それが、ゼンの豆腐メンタルをテラバイト級の重圧で粉砕し、再起動不能のフリーズ状態へと追い込む。
「……ミチル、読み込みを……中断させてくれ……。お前の愛、キャッシュが重すぎて脳がオーバーヒートしそうだ……」
ゼンの裏垢には、昨夜の「コンビニの自動ドアが反応しなかっただけで、俺は透明人間になったのかと1時間悩んだ」という、管理者とは程遠い、あまりにも矮小で情けない独白が並んでいる。
そして今、このエナジードリンク一杯のカフェインで動悸が止まらず、自分の体調管理すらままならない、ただのひ弱な自分がいるのだ。

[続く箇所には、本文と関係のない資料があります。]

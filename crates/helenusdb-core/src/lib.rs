//! Core runtime for HelenusDB: key definitions, documents, statement
//! factories, change tracking, and the unit of work that commits registered
//! changes as one atomic batch.
#![warn(unreachable_pub)]

// public exports are one module level down
pub mod change;
pub mod codec;
pub mod commit;
pub mod document;
pub mod error;
pub mod key;
pub mod repository;
pub mod schema;
pub mod session;
pub mod statement;
pub mod table;
pub mod unit_of_work;
pub mod value;

// test
#[cfg(test)]
pub(crate) mod test_fixtures;

pub use error::Error;

///
/// Document columns
///
/// Non-key columns every document table carries, in insert order.
///

pub mod columns {
    pub const OBJECT: &str = "object";
    pub const TYPE: &str = "type";
    pub const METADATA: &str = "metadata";
    pub const CREATED_AT: &str = "created_at";
    pub const UPDATED_AT: &str = "updated_at";

    /// Column declarations appended after the key columns.
    pub const DECLARATIONS: &str =
        "object blob, type text, metadata map<text,text>, created_at timestamp, updated_at timestamp";

    /// Columns projected by document reads.
    pub const PROJECTION: &str = "object, type, metadata, created_at, updated_at";
}

///
/// Prelude
///
/// Domain vocabulary only; sessions, factories and errors are imported from
/// their modules.
///

pub mod prelude {
    pub use crate::{
        change::EntityState,
        document::{Document, DocumentObserver},
        key::{ClusteringOrder, Identifier, KeyDefinition, PropertyAccess},
        table::{PrimaryTable, Table},
        unit_of_work::UnitOfWork,
        value::{DataType, Value},
    };
}
///
/// TESTS
///

#[cfg(test)]
mod tests {
    use super::*;
    use crate::{
        codec::{CborCodec, JsonCodec},
        error::ErrorClass,
        session::{FailurePoint, MemorySession},
        table::Table,
        test_fixtures::{Flower, flower_tables, flowers_by_id, flowers_by_name, flowers_by_petals},
    };
    use std::sync::atomic::{AtomicUsize, Ordering};
    use uuid::Uuid;

    async fn repository(primary: PrimaryTable) -> (Arc<MemorySession>, DocumentRepository<Flower>) {
        let session = MemorySession::shared();
        let repository = DocumentRepository::new(
            session.clone(),
            primary,
            Arc::new(CborCodec::new()),
            UnitOfWorkType::Logged,
        );
        repository.ensure_schema().await.expect("schema should apply");

        (session, repository)
    }

    fn id_of(table: &Table, flower: &Flower) -> Identifier {
        table.identifier(flower).expect("identifier should derive")
    }

    fn petal_tables() -> PrimaryTable {
        PrimaryTable::new(flowers_by_id())
            .with_view(flowers_by_petals())
            .expect("view should attach")
    }

    ///
    /// Tagger
    ///
    /// Stamps the view name into metadata on the way in and counts documents
    /// on the way out.
    ///

    #[derive(Default)]
    struct Tagger {
        encoded: AtomicUsize,
        decoded: AtomicUsize,
    }

    impl DocumentObserver<Flower> for Tagger {
        fn after_encode(&self, view: &str, document: &mut Document<Flower>) {
            self.encoded.fetch_add(1, Ordering::Relaxed);
            document.metadata_mut().insert("tagged".to_string(), view.to_string());
        }

        fn before_decode(&self, view: &str, document: &mut Document<Flower>) {
            self.decoded.fetch_add(1, Ordering::Relaxed);
            assert_eq!(document.metadata().get("tagged").map(String::as_str), Some(view));
        }
    }

    #[tokio::test]
    async fn create_then_read_from_every_view() {
        let (_, repository) = repository(flower_tables()).await;
        let flower = Flower::new(Uuid::new_v4(), "rose");

        repository.create(&flower).await.expect("create should succeed");

        let by_id = repository
            .read(&id_of(&flowers_by_id(), &flower))
            .await
            .expect("primary read");
        let by_name = repository
            .read_in("flowers_by_name", &id_of(&flowers_by_name(), &flower))
            .await
            .expect("view read");

        assert_eq!(by_id, flower);
        assert_eq!(by_name, flower);
    }

    #[tokio::test]
    async fn second_create_is_a_duplicate() {
        let (_, repository) = repository(flower_tables()).await;
        let flower = Flower::new(Uuid::new_v4(), "rose");

        repository.create(&flower).await.expect("create should succeed");
        let err = repository.create(&flower).await.expect_err("already stored");

        assert!(err.is_duplicate_item());
    }

    #[tokio::test]
    async fn update_moves_rows_whose_view_key_changed() {
        let (session, repository) = repository(flower_tables()).await;
        let original = Flower::new(Uuid::new_v4(), "rose");
        repository.create(&original).await.expect("create should succeed");

        let mut renamed = original.clone();
        renamed.name = "briar".to_string();
        repository
            .update(&renamed, &original)
            .await
            .expect("update should succeed");

        let old_key = id_of(&flowers_by_name(), &original);
        let err = repository
            .read_in("flowers_by_name", &old_key)
            .await
            .expect_err("old view row is gone");
        let stored = repository
            .read(&id_of(&flowers_by_id(), &renamed))
            .await
            .expect("primary row updated in place");

        assert!(err.is_item_not_found());
        assert_eq!(err.origin, ErrorOrigin::Repository);
        assert_eq!(stored.name, "briar");
        assert_eq!(session.row_count(&flowers_by_name()), 1);
        assert!(
            repository
                .exists("flowers_by_name", &id_of(&flowers_by_name(), &renamed))
                .await
                .expect("probe should run")
        );
    }

    #[tokio::test]
    async fn update_of_a_missing_entity_fails() {
        let (_, repository) = repository(flower_tables()).await;
        let flower = Flower::new(Uuid::new_v4(), "rose");

        let err = repository
            .update(&flower, &flower)
            .await
            .expect_err("nothing stored yet");

        assert!(err.is_item_not_found());
    }

    #[tokio::test]
    async fn delete_removes_every_view() {
        let (session, repository) = repository(flower_tables()).await;
        let flower = Flower::new(Uuid::new_v4(), "rose");
        repository.create(&flower).await.expect("create should succeed");

        repository.delete(&flower).await.expect("delete should succeed");

        assert_eq!(session.row_count(&flowers_by_id()), 0);
        assert_eq!(session.row_count(&flowers_by_name()), 0);
    }

    #[tokio::test]
    async fn read_all_returns_a_partition_in_clustering_order() {
        let (_, repository) = repository(petal_tables()).await;
        let account = Uuid::new_v4();

        for (name, petals) in [("daisy", 21), ("rose", 5), ("lily", 6)] {
            let mut flower = Flower::new(account, name);
            flower.petals = petals;
            repository.create(&flower).await.expect("create should succeed");
        }
        repository
            .create(&Flower::new(Uuid::new_v4(), "stranger"))
            .await
            .expect("other partition");

        let flowers = repository
            .read_all("flowers_by_petals", &[Value::from(account)])
            .await
            .expect("prefix read");
        let names = flowers.iter().map(|f| f.name.as_str()).collect::<Vec<_>>();

        assert_eq!(names, ["daisy", "lily", "rose"], "petals descending");
    }

    #[tokio::test]
    async fn paged_reads_walk_a_partition_with_cursors() {
        let (_, repository) = repository(petal_tables()).await;
        let account = Uuid::new_v4();

        for (name, petals) in [("aster", 13), ("daisy", 21), ("rose", 5), ("lily", 6), ("iris", 3)] {
            let mut flower = Flower::new(account, name);
            flower.petals = petals;
            repository.create(&flower).await.expect("create should succeed");
        }

        let prefix = [Value::from(account)];
        let mut cursor = None;
        let mut sizes = Vec::new();
        let mut names = Vec::new();
        loop {
            let page = repository
                .read_all_paged("flowers_by_petals", 2, cursor, &prefix)
                .await
                .expect("page read");
            sizes.push(page.len());
            cursor = page.cursor().cloned();
            names.extend(page.into_items().into_iter().map(|f| f.name));
            if cursor.is_none() {
                break;
            }
        }

        let everything = repository
            .read_all("flowers_by_petals", &prefix)
            .await
            .expect("prefix read")
            .into_iter()
            .map(|f| f.name)
            .collect::<Vec<_>>();

        assert_eq!(sizes, [2, 2, 1]);
        assert_eq!(names, everything);
        assert_eq!(names, ["daisy", "aster", "lily", "rose", "iris"]);
    }

    #[tokio::test]
    async fn paged_reads_reject_bad_arguments() {
        let (_, repository) = repository(petal_tables()).await;
        let prefix = [Value::from(Uuid::new_v4())];

        let err = repository
            .read_all_paged("flowers_by_petals", 0, None, &prefix)
            .await
            .expect_err("zero limit");
        assert_eq!(err.class, ErrorClass::InvalidArgument);

        let cursor = Some(PagingState::new(b"garbage".to_vec()));
        let err = repository
            .read_all_paged("flowers_by_petals", 2, cursor, &prefix)
            .await
            .expect_err("cursor from elsewhere");
        assert_eq!(err.class, ErrorClass::Storage);
        assert_eq!(err.origin, ErrorOrigin::Repository);
    }

    #[tokio::test]
    async fn empty_partition_is_a_single_empty_page() {
        let (_, repository) = repository(petal_tables()).await;

        let page = repository
            .read_all_paged("flowers_by_petals", 3, None, &[Value::from(Uuid::new_v4())])
            .await
            .expect("page read");

        assert!(page.is_empty());
        assert!(!page.has_more());
    }

    #[tokio::test]
    async fn observers_see_documents_around_the_codec() {
        let session = MemorySession::shared();
        let tagger = Arc::new(Tagger::default());
        let repository = DocumentRepository::new(
            session.clone(),
            flower_tables(),
            Arc::new(CborCodec::new()),
            UnitOfWorkType::Logged,
        )
        .with_document_observer(tagger.clone());
        repository.ensure_schema().await.expect("schema should apply");
        let flower = Flower::new(Uuid::new_v4(), "rose");

        repository.create(&flower).await.expect("create should succeed");
        assert_eq!(tagger.encoded.load(Ordering::Relaxed), 2, "one document per view");

        let document = repository
            .read_document_in("flowers_by_name", &id_of(&flowers_by_name(), &flower))
            .await
            .expect("view read");
        let stored = repository
            .read(&id_of(&flowers_by_id(), &flower))
            .await
            .expect("primary read");

        assert_eq!(stored, flower);
        assert_eq!(
            document.metadata().get("tagged").map(String::as_str),
            Some("flowers_by_name")
        );
        assert_eq!(tagger.decoded.load(Ordering::Relaxed), 2);
    }

    #[tokio::test]
    async fn exists_fails_when_the_count_is_missing() {
        let (session, repository) = repository(flower_tables()).await;
        let flower = Flower::new(Uuid::new_v4(), "rose");
        repository.create(&flower).await.expect("create should succeed");
        let id = id_of(&flowers_by_id(), &flower);

        session.fail_next(FailurePoint::MissingCount);
        let err = repository
            .exists("flowers", &id)
            .await
            .expect_err("count is missing");

        assert_eq!(err.class, ErrorClass::Storage);
        assert!(repository.exists("flowers", &id).await.expect("count should run"));
    }

    #[tokio::test]
    async fn unknown_views_are_rejected() {
        let (_, repository) = repository(flower_tables()).await;
        let id: Identifier = vec![Value::from(Uuid::new_v4())].into();

        let err = repository
            .read_in("flowers_by_colour", &id)
            .await
            .expect_err("no such view");

        assert_eq!(err.class, ErrorClass::Internal);
    }

    #[tokio::test]
    async fn from_config_applies_keyspace_and_batch_type() {
        let config = Config::from_toml_str(
            r#"
                keyspace = "greenhouse"
                unit_of_work = "unlogged"
            "#,
        )
        .expect("config should parse");
        let session = MemorySession::shared();

        let repository = DocumentRepository::<Flower>::from_config(
            session.clone(),
            flower_tables(),
            Arc::new(JsonCodec),
            &config,
        )
        .expect("repository should build");
        repository.ensure_schema().await.expect("schema should apply");

        assert_eq!(repository.primary().table().keyspace(), "greenhouse");
        assert_eq!(repository.unit_of_work().unit_of_work_type(), UnitOfWorkType::Unlogged);

        let flower = Flower::new(Uuid::new_v4(), "rose");
        repository.create(&flower).await.expect("create should succeed");
        assert_eq!(session.row_count(repository.primary().table()), 1);
    }
}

ゼンは、自分の情けなさに耐えかね、アスファルトの上で空を見上げる鳥井と同じように、カウンターの下で丸まってシャットダウンした。
ハニーが隣で、鳥井が落としたデリバリーバッグをゴミ箱に蹴り飛ばしながら、勝利の凱歌をあげるように笑っていた。
「あはは! あなたの『再計算』、ただの三日坊主の言い訳ね! まるで、スマホの通信制限が来ただけで『文明の崩壊だ』って絶望してた、昨夜のあなたみたいに低性能だわ!」
「……サポートセンターを……呼んでくれ……」
ゼンの視界から色が消え、ただ、自分のTシャツの『現在、再計算中。』という文字が、虚しくエラーコードのように点滅する幻影だけが残った。